The excitement around a new project is intoxicating.
After all, it’s an opportunity for your team to collaborate and put their well-honed skills to use.
But with important projects, excitement can easily turn into dread. Especially considering that 70% of organizations have failed one or more of their projects in the last 12 months, with a lack of clear goals being the main issue.
So how can everyone involved know what’s expected of them? What deliverables they must bring to the table? How their actions figure into the bigger picture? And how can you, the project manager, break the project down into manageable segments?
While The Beatles professed that “love is all you need”, what’s going to be more useful in this scenario is a work breakdown structure.
That’s why, in this Process Street post, you’ll learn what the work breakdown structure is, why it’s so useful, different examples of it, and tips on how to create a work breakdown structure yourself. To boot, you’ll even get your hands on our easy-to-use Work Breakdown Structure Template!
Read through the following sections to get clued-up:
Or, if you’re eager to get the template already, here it is:
Let’s break it down. 🔨
A work breakdown structure (often shortened to the acronym WBS) is a hierarchical structure that defines what needs to be executed by the team to complete their project.
The work breakdown structure can be presented in various ways, but it always begins with the master “parent”, which is the project in question. Let’s say (and I’m being somewhat optimistic here) that I’m building an aircraft system. That means the work breakdown structure will start with “Aircraft System”.
Stemming from that master parent category will be the fundamental components of building an aircraft system. So, there will “Ops/Site activation”, “Training”, “Air Vehicle”, “Initial Repair Parts”, and so on.
Then, stemming from those will be what’s needed to make up those components. For instance, for “Air Vehicle”, an airframe is necessary, as is propulsion, a central computer, and system software, to name just a few. These are all written down so the entire scope is defined.
When a work breakdown structure has been fully written and/or designed, it could look similar to this:
The eagle-eyed among you will notice that, in the above image, there’s text that says “Level 1”, “Level 2”, and “Level 3”.
In layman’s terms, level 1 refers to the overall project (“Aircraft System”), level 2 concerns the major components of the project (“Air Vehicle”, etc), and level 3 (“Airframe”, “Propulsion”, etc) is what makes up each major component it stems from.

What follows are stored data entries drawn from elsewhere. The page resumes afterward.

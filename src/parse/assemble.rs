use crate::foundation::color::Rgbw;
use crate::foundation::opts::{ConfidenceOpts, EngineOpts};
use crate::model::intent::{
    AmbiguityFlag, AmbiguityKind, ChoiceValue, ClarificationChoice, ColorAssignment,
    DesignIntent, DesignLayer, MotionDirection, MotionSettings, MotionType, SpacingRule,
    ZoneSelector,
};
use crate::model::roofline::{Location, RooflineConfiguration};
use crate::parse::lexicon::{
    self, ACCENT_WORDS, BACKGROUND_WORDS, ColorMention, INTENSITIES, LOCATIONS, MOTION_DIRECTIONS,
    MOTION_TYPES, PATTERNS, ROLES, SPEEDS, SpacingMatch, VAGUE_ANIMATION_WORDS,
};
use crate::parse::normalize;
use chrono::{DateTime, Utc};

/// Parse `text` into a fresh [`DesignIntent`].
///
/// Never fails: anything the lexicon does not recognize falls back to the whole installation,
/// white and solid, and the confidence score reflects how much was guessed.
pub fn parse_intent(
    text: &str,
    config: Option<&RooflineConfiguration>,
    opts: &EngineOpts,
) -> DesignIntent {
    parse_intent_at(text, config, opts, Utc::now())
}

/// [`parse_intent`] with an explicit creation timestamp.
#[tracing::instrument(skip(text, config, opts), fields(chars = text.len()))]
pub fn parse_intent_at(
    text: &str,
    config: Option<&RooflineConfiguration>,
    opts: &EngineOpts,
    created_at: DateTime<Utc>,
) -> DesignIntent {
    let clauses = normalize::clauses(text);

    let mut layers = Vec::with_capacity(clauses.len());
    let mut ambiguities = Vec::new();
    let mut zone_defaults = 0usize;
    let mut color_defaults = 0usize;

    for (index, clause) in clauses.iter().enumerate() {
        let out = assemble_clause(index, clause, config, opts);
        tracing::debug!(
            clause = clause.as_str(),
            zone = ?out.layer.zone,
            pattern = ?out.layer.pattern,
            ambiguities = out.ambiguities.len(),
            "assembled layer"
        );
        zone_defaults += usize::from(out.zone_defaulted);
        color_defaults += usize::from(out.color_defaulted);
        ambiguities.extend(out.ambiguities);
        layers.push(out.layer);
    }

    ambiguities.extend(detect_conflicts(&layers));

    let confidence = score_confidence(
        layers.len(),
        ambiguities.len(),
        zone_defaults,
        color_defaults,
        &opts.confidence,
    );
    DesignIntent::from_parts(text.to_owned(), layers, ambiguities, confidence, created_at)
}

/// Confidence after assembly, clamped to `[0, 1]`; zero when nothing was parsed.
pub(crate) fn score_confidence(
    layer_count: usize,
    ambiguity_count: usize,
    zone_defaults: usize,
    color_defaults: usize,
    weights: &ConfidenceOpts,
) -> f64 {
    if layer_count == 0 {
        return 0.0;
    }
    let c = 1.0
        - weights.ambiguity_penalty * ambiguity_count as f64
        - weights.default_zone_penalty * zone_defaults as f64
        - weights.default_color_penalty * color_defaults as f64;
    c.clamp(0.0, 1.0)
}

struct ClauseOutcome {
    layer: DesignLayer,
    ambiguities: Vec<AmbiguityFlag>,
    zone_defaulted: bool,
    color_defaulted: bool,
}

fn assemble_clause(
    index: usize,
    clause: &str,
    config: Option<&RooflineConfiguration>,
    opts: &EngineOpts,
) -> ClauseOutcome {
    let layer_id = format!("layer-{index}");
    let mut ambiguities = Vec::new();
    let flag = |kind, description: String, choices| AmbiguityFlag {
        kind,
        description,
        source_clause: clause.to_owned(),
        layer_id: Some(layer_id.clone()),
        choices,
    };

    let (zone, zone_defaulted, zone_choices) = resolve_zone(clause, config, opts);
    if let Some((description, choices)) = zone_choices {
        ambiguities.push(flag(AmbiguityKind::Zone, description, choices));
    }

    let mentions = lexicon::find_colors(clause);
    let mut colors = resolve_colors(clause, &mentions);
    let color_defaulted = mentions.is_empty();
    for m in &mentions {
        if let Some((word, shades)) = &m.vague {
            let choices = shades
                .iter()
                .enumerate()
                .map(|(i, s)| {
                    ClarificationChoice::new(
                        format!("shade-{i}"),
                        capitalize(s.name),
                        i == 0,
                        Some(ChoiceValue::Color { color: s.color }),
                    )
                })
                .collect();
            ambiguities.push(flag(
                AmbiguityKind::Color,
                format!("Which shade of {word}?"),
                choices,
            ));
        }
    }

    match lexicon::match_spacing(clause) {
        Some(SpacingMatch::Rule(rule)) => colors.spacing = Some(rule),
        Some(SpacingMatch::EquallySpacedWithoutCount) => {
            let choices = [5u32, 3, 10]
                .iter()
                .enumerate()
                .map(|(i, &count)| {
                    ClarificationChoice::new(
                        format!("count-{count}"),
                        format!("{count} evenly spaced lights"),
                        i == 0,
                        Some(ChoiceValue::Spacing {
                            rule: SpacingRule::EquallySpaced { count },
                        }),
                    )
                })
                .collect();
            ambiguities.push(flag(
                AmbiguityKind::Spacing,
                "How many evenly spaced lights?".to_owned(),
                choices,
            ));
        }
        None => {}
    }

    let motion = match lexicon::first_match(MOTION_TYPES, clause) {
        Some(motion_type) => {
            let direction = match lexicon::first_match(MOTION_DIRECTIONS, clause) {
                Some(d) => d,
                None => {
                    ambiguities.push(flag(
                        AmbiguityKind::Direction,
                        "Which way should the motion travel?".to_owned(),
                        direction_choices(),
                    ));
                    MotionDirection::LeftToRight
                }
            };
            let mut m = MotionSettings::new(motion_type, direction);
            if let Some(speed) = lexicon::first_match(SPEEDS, clause) {
                m.speed = speed;
            }
            if let Some(intensity) = lexicon::first_match(INTENSITIES, clause) {
                m.intensity = intensity;
            }
            Some(m)
        }
        None => {
            if lexicon::mentions(clause, VAGUE_ANIMATION_WORDS) {
                ambiguities.push(flag(
                    AmbiguityKind::Effect,
                    "Which animation did you have in mind?".to_owned(),
                    effect_choices(),
                ));
            }
            None
        }
    };

    let pattern = lexicon::first_match(PATTERNS, clause).unwrap_or_default();

    let layer = DesignLayer {
        id: layer_id.clone(),
        name: clause.to_owned(),
        zone,
        colors,
        pattern,
        motion,
        priority: u32::try_from(index).unwrap_or(u32::MAX),
    };

    ClauseOutcome {
        layer,
        ambiguities,
        zone_defaulted,
        color_defaulted,
    }
}

type ZoneChoices = Option<(String, Vec<ClarificationChoice>)>;

/// Zone for a clause: segment names, then roles, then locations, then levels, else all.
fn resolve_zone(
    clause: &str,
    config: Option<&RooflineConfiguration>,
    opts: &EngineOpts,
) -> (ZoneSelector, bool, ZoneChoices) {
    if let Some(cfg) = config {
        let ids: Vec<String> = cfg
            .segments()
            .iter()
            .filter(|s| {
                let name = s.name.trim().to_lowercase();
                !name.is_empty() && clause.contains(&name)
            })
            .map(|s| s.id.clone())
            .collect();
        if !ids.is_empty() {
            return (ZoneSelector::Segments { ids }, false, None);
        }
    }

    if let Some(role) = lexicon::first_match(ROLES, clause) {
        let zone = ZoneSelector::Architectural { roles: vec![role] };
        let choices = config.and_then(|cfg| {
            let matching = cfg.segments_for_role(role);
            if matching.len() <= opts.parse.max_role_segments {
                return None;
            }
            let mut choices = vec![ClarificationChoice::new(
                "all-matching",
                format!("All {} {}", matching.len(), role.plural()),
                true,
                Some(ChoiceValue::Zone { zone: zone.clone() }),
            )];
            let prominent: Vec<String> = matching
                .iter()
                .filter(|s| s.prominent)
                .map(|s| s.id.clone())
                .collect();
            if !prominent.is_empty() {
                choices.push(ClarificationChoice::new(
                    "prominent",
                    format!("Only the {} prominent {}", prominent.len(), role.plural()),
                    false,
                    Some(ChoiceValue::Zone {
                        zone: ZoneSelector::Segments { ids: prominent },
                    }),
                ));
            }
            let front: Vec<String> = matching
                .iter()
                .filter(|s| s.location == Some(Location::Front))
                .map(|s| s.id.clone())
                .collect();
            if !front.is_empty() {
                choices.push(ClarificationChoice::new(
                    "front",
                    format!("Only the front {}", role.plural()),
                    false,
                    Some(ChoiceValue::Zone {
                        zone: ZoneSelector::Segments { ids: front },
                    }),
                ));
            }
            choices.push(ClarificationChoice::new(
                "entire",
                "Entire installation",
                false,
                Some(ChoiceValue::Zone {
                    zone: ZoneSelector::All,
                }),
            ));
            Some((
                format!(
                    "{} segments are {}. Which ones did you mean?",
                    matching.len(),
                    role.plural()
                ),
                choices,
            ))
        });
        return (zone, false, choices);
    }

    if let Some(location) = lexicon::first_match(LOCATIONS, clause) {
        return (ZoneSelector::Location { location }, false, None);
    }
    if let Some(level) = lexicon::match_level(clause) {
        return (ZoneSelector::Level { level }, false, None);
    }
    (ZoneSelector::All, true, None)
}

/// Slot colors in reading order: primary, then secondary (accent when the clause says so),
/// then accent if still unset. A background word also makes the secondary the fill.
fn resolve_colors(clause: &str, mentions: &[ColorMention]) -> ColorAssignment {
    let mut colors = ColorAssignment::solid(
        mentions
            .first()
            .map(|m| m.color.color)
            .unwrap_or(Rgbw::WHITE),
    );
    if let Some(second) = mentions.get(1) {
        let color = second.color.color;
        if lexicon::mentions(clause, ACCENT_WORDS) {
            colors.accent = Some(color);
        } else {
            colors.secondary = Some(color);
            if lexicon::mentions(clause, BACKGROUND_WORDS) {
                colors.fill = Some(color);
            }
        }
    }
    if let Some(third) = mentions.get(2) {
        if colors.accent.is_none() {
            colors.accent = Some(third.color.color);
        }
    }
    colors
}

/// One conflict ambiguity per overlapping pair of layers whose primaries differ.
pub(crate) fn detect_conflicts(layers: &[DesignLayer]) -> Vec<AmbiguityFlag> {
    let mut out = Vec::new();
    for (i, a) in layers.iter().enumerate() {
        for b in &layers[i + 1..] {
            if !a.zone.overlaps(&b.zone) || a.colors.primary == b.colors.primary {
                continue;
            }
            out.push(AmbiguityFlag {
                kind: AmbiguityKind::ConflictResolution,
                description: format!(
                    "\"{}\" and \"{}\" light the same pixels in different colors",
                    a.name, b.name
                ),
                source_clause: format!("{} / {}", a.name, b.name),
                layer_id: Some(b.id.clone()),
                choices: vec![
                    ClarificationChoice::new(
                        format!("use-{}", a.id),
                        format!("Use \"{}\"", a.name),
                        false,
                        Some(ChoiceValue::PreferLayer {
                            layer_id: a.id.clone(),
                        }),
                    ),
                    ClarificationChoice::new(
                        format!("use-{}", b.id),
                        format!("Use \"{}\"", b.name),
                        true,
                        Some(ChoiceValue::PreferLayer {
                            layer_id: b.id.clone(),
                        }),
                    ),
                    ClarificationChoice::new(
                        "blend",
                        "Blend both",
                        false,
                        Some(ChoiceValue::Blend),
                    ),
                ],
            });
        }
    }
    out
}

fn direction_choices() -> Vec<ClarificationChoice> {
    [
        MotionDirection::LeftToRight,
        MotionDirection::RightToLeft,
        MotionDirection::Inward,
        MotionDirection::Outward,
    ]
    .iter()
    .enumerate()
    .map(|(i, &direction)| {
        ClarificationChoice::new(
            format!("{direction:?}").to_lowercase(),
            capitalize(direction.label()),
            i == 0,
            Some(ChoiceValue::Direction { direction }),
        )
    })
    .collect()
}

fn effect_choices() -> Vec<ClarificationChoice> {
    [
        MotionType::Chase,
        MotionType::Wave,
        MotionType::Twinkle,
        MotionType::Pulse,
    ]
    .iter()
    .enumerate()
    .map(|(i, &motion_type)| {
        let name = format!("{motion_type:?}");
        ClarificationChoice::new(
            name.to_lowercase(),
            name,
            i == 0,
            Some(ChoiceValue::Motion { motion_type }),
        )
    })
    .collect()
}

fn capitalize(s: &str) -> String {
    let mut chars = s.chars();
    match chars.next() {
        Some(first) => first.to_uppercase().chain(chars).collect(),
        None => String::new(),
    }
}

#[cfg(test)]
#[path = "../../tests/unit/parse/assemble.rs"]
mod tests;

Now, what can be a little confusing is that there are different level systems. For instance, some organizations and people refer to level 1 as level 0. Similarly, sometimes there’s another level – level 4 – that stems out from level 3. However, the simpler level system described above is all you need to understand when getting started.
Speaking of getting started, let’s take a look at more examples of work breakdown structures.
What’s wonderful about the work breakdown structure is its robustness; it doesn’t have to be presented in one way and one way only.